**TASK**
In the listing that follows, how many lines contain "Option"? Give the number only.

....

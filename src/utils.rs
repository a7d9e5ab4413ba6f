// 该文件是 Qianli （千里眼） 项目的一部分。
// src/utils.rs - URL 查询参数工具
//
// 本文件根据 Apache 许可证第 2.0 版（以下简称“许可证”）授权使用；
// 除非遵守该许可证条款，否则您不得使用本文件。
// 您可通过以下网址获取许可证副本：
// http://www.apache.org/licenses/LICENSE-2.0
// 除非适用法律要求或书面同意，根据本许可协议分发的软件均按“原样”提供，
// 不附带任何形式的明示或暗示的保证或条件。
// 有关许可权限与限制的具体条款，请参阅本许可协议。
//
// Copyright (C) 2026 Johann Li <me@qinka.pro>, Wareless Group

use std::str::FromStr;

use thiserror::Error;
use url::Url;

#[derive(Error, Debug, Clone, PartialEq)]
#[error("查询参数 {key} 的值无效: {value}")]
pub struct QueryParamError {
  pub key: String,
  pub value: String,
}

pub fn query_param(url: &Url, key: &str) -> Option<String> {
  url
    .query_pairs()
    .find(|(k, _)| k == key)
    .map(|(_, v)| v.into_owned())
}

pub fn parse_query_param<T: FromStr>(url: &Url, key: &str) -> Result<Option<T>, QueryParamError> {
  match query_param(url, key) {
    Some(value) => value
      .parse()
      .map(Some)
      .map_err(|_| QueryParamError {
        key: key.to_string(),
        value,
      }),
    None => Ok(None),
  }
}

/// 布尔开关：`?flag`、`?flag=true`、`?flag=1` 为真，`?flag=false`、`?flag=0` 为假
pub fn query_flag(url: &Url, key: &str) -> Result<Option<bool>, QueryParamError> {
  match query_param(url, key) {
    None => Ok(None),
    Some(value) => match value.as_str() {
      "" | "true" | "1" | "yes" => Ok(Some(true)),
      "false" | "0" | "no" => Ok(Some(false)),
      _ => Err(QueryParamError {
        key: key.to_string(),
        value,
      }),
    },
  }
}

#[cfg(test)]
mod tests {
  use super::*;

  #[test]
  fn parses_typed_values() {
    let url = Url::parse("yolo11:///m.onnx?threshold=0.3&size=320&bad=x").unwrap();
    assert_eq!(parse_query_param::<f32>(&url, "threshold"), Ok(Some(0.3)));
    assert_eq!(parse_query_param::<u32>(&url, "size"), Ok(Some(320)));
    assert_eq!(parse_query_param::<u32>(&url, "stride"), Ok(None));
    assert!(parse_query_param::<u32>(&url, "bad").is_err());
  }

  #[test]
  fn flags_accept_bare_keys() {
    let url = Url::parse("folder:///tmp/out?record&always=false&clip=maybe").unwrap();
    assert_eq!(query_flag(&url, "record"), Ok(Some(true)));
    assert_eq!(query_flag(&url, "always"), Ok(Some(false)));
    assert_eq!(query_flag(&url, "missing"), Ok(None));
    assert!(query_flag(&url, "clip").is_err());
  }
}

....

**WRITTEN SOLUTION**
3